Jovem espanhola morre após eutanásia autorizada pela Justiça

 

Caso durou mais de 600 dias e gerou debate sobre legislação e autonomia individual

A espanhola Noelia Castillo Ramos, de 25 anos, morreu nesta quinta-feira (26) após passar por um procedimento de eutanásia legalmente autorizado. O processo ocorreu após uma longa avaliação médica e disputas judiciais que se estenderam por cerca de 601 dias.

Diagnosticada com paraplegia irreversível desde 2022, Noelia teve o pedido de morte assistida aprovado inicialmente em julho de 2024 pela Comissão de Garantia e Avaliação da Catalunha. O órgão considerou o quadro clínico irreversível, marcado por dor crônica e sofrimento intenso.

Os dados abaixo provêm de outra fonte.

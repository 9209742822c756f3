use crate::{
    api::middleware::error::{ApiError, ApiResult},
    database::Database,
    events::{EventBus, SystemEvent},
    models::{ClaimOutcome, Conversation, ConversationStatus, ReleaseOutcome, ResolveOutcome},
};
use std::sync::Arc;

const MAX_RETRIES: u32 = 3;
const RETRY_DELAYS_MS: [u64; 3] = [50, 100, 200]; // Exponential backoff

/// Arbitration over conversation ownership. Every mutation here is a single
/// conditional UPDATE at the storage layer; this service adds the typed
/// outcomes, the bounded retry on transient storage failure, and the change
/// events the queue views listen for.
#[derive(Clone)]
pub struct ClaimService {
    db: Database,
    event_bus: Arc<dyn EventBus>,
}

impl ClaimService {
    pub fn new(db: Database, event_bus: Arc<dyn EventBus>) -> Self {
        Self { db, event_bus }
    }

    /// Attempt to take exclusive ownership of a conversation.
    ///
    /// At most one concurrent caller wins; everyone else gets
    /// `AlreadyClaimed` and should re-fetch the queue. Losing the race is
    /// expected and non-fatal.
    pub async fn claim(&self, conversation_id: &str, agent_id: &str) -> ApiResult<ClaimOutcome> {
        let rows = self
            .with_retry(|| self.db.claim_conversation(conversation_id, agent_id))
            .await?;

        if rows == 0 {
            // Lost the race, or the conversation is resolved/missing.
            // Re-read only to report who holds it; correctness came from
            // the conditional update above.
            let current = self
                .db
                .get_conversation_by_id(conversation_id)
                .await?
                .ok_or_else(|| {
                    ApiError::NotFound(format!("Conversation {} not found", conversation_id))
                })?;

            tracing::info!(
                "Claim conflict: conversation {} requested by {} is held by {:?} (status {})",
                conversation_id,
                agent_id,
                current.assigned_agent_id,
                current.status
            );

            return Ok(ClaimOutcome::AlreadyClaimed {
                assigned_agent_id: current.assigned_agent_id,
            });
        }

        let conversation = self.reload(conversation_id).await?;
        self.publish_change(&conversation);

        tracing::info!(
            "Conversation {} claimed by agent {}",
            conversation_id,
            agent_id
        );

        Ok(ClaimOutcome::Claimed { conversation })
    }

    /// Return a claimed conversation to the unclaimed pool. Only the owner
    /// can release; anyone else gets a soft `NotOwner`, logged for audit.
    pub async fn release(
        &self,
        conversation_id: &str,
        agent_id: &str,
    ) -> ApiResult<ReleaseOutcome> {
        let rows = self
            .with_retry(|| self.db.release_conversation(conversation_id, agent_id))
            .await?;

        if rows == 0 {
            tracing::warn!(
                "Release by non-owner: agent {} does not hold conversation {}",
                agent_id,
                conversation_id
            );
            return Ok(ReleaseOutcome::NotOwner);
        }

        let conversation = self.reload(conversation_id).await?;
        self.publish_change(&conversation);

        tracing::info!(
            "Conversation {} released by agent {}",
            conversation_id,
            agent_id
        );

        Ok(ReleaseOutcome::Released { conversation })
    }

    /// Mark a conversation resolved. Allowed for the owning agent and for
    /// unassigned-but-open conversations (abandoned queue entries).
    /// Resolving twice is an idempotent no-op, reported as Resolved.
    pub async fn resolve(
        &self,
        conversation_id: &str,
        agent_id: &str,
    ) -> ApiResult<ResolveOutcome> {
        let rows = self
            .with_retry(|| self.db.resolve_conversation(conversation_id, agent_id))
            .await?;

        if rows == 0 {
            // No update happened: the id may be unknown, already resolved,
            // or held by someone else. Re-read to tell them apart.
            let conversation = self
                .db
                .get_conversation_by_id(conversation_id)
                .await?
                .ok_or_else(|| {
                    ApiError::NotFound(format!("Conversation {} not found", conversation_id))
                })?;

            if conversation.status == ConversationStatus::Resolved {
                // Second resolve of the same conversation: no-op, still a
                // success for the caller.
                return Ok(ResolveOutcome::Resolved { conversation });
            }

            tracing::warn!(
                "Resolve by non-owner: agent {} does not hold conversation {} (held by {:?})",
                agent_id,
                conversation_id,
                conversation.assigned_agent_id
            );
            return Ok(ResolveOutcome::NotOwner);
        }

        let conversation = self.reload(conversation_id).await?;
        self.publish_change(&conversation);

        tracing::info!(
            "Conversation {} resolved by agent {}",
            conversation_id,
            agent_id
        );

        Ok(ResolveOutcome::Resolved { conversation })
    }

    /// Open conversations visible to this agent: unassigned plus its own
    /// claims, newest first.
    pub async fn queue(&self, agent_id: &str) -> ApiResult<Vec<Conversation>> {
        self.db.list_queue(agent_id).await
    }

    fn publish_change(&self, conversation: &Conversation) {
        let _ = self.event_bus.publish(SystemEvent::ConversationChanged {
            conversation_id: conversation.id.clone(),
            customer_id: conversation.customer_id.clone(),
            status: conversation.status,
            assigned_agent_id: conversation.assigned_agent_id.clone(),
            last_message: conversation.last_message.clone(),
            updated_at: conversation.updated_at.clone(),
        });
    }

    async fn reload(&self, conversation_id: &str) -> ApiResult<Conversation> {
        self.db
            .get_conversation_by_id(conversation_id)
            .await?
            .ok_or_else(|| {
                ApiError::Internal("Conversation disappeared after update".to_string())
            })
    }

    /// Bounded retry for transient storage failures only. Conflicts and
    /// ownership mismatches are never retried; they are outcomes, not
    /// errors.
    async fn with_retry<F, Fut, T>(&self, mut op: F) -> ApiResult<T>
    where
        F: FnMut() -> Fut,
        Fut: std::future::Future<Output = ApiResult<T>>,
    {
        let mut attempt: u32 = 0;
        loop {
            match op().await {
                Ok(value) => return Ok(value),
                Err(ApiError::Unavailable(msg)) if attempt < MAX_RETRIES => {
                    let delay_ms = RETRY_DELAYS_MS[attempt as usize];
                    tracing::info!(
                        "Storage unavailable on attempt {} ({}), retrying in {}ms",
                        attempt + 1,
                        msg,
                        delay_ms
                    );
                    tokio::time::sleep(tokio::time::Duration::from_millis(delay_ms)).await;
                    attempt += 1;
                }
                Err(e) => return Err(e),
            }
        }
    }
}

O procedimento, no entanto, chegou a ser suspenso por decisão judicial após um recurso apresentado pelo pai da jovem, que questionava sua capacidade de tomar a decisão. A partir disso, o caso foi analisado em diferentes instâncias judiciais na Espanha e também em tribunais europeus.

Ao longo do processo, cinco instâncias mantiveram o entendimento de que Noelia possuía capacidade mental para decidir sobre o próprio destino. O Tribunal Supremo da Espanha rejeitou o recurso em janeiro deste ano. Decisões semelhantes foram tomadas pelo Tribunal Constitucional da Espanha e pelo Tribunal Europeu de Direitos Humanos.

O caso ganhou repercussão internacional por levantar debates sobre a legislação da eutanásia na Espanha e os limites da interferência familiar em decisões individuais.

O que é eutanásia
A eutanásia é o procedimento pelo qual um paciente em estado terminal ou com doença incurável pode optar por uma morte sem dor, geralmente em contextos de sofrimento intenso e contínuo.

Ela pode ocorrer de forma ativa, quando há administração de substâncias que provocam a morte, ou passiva, quando há suspensão de tratamentos que mantêm o paciente vivo.

No Brasil, a prática é considerada crime, sendo enquadrada como homicídio pela legislação vigente.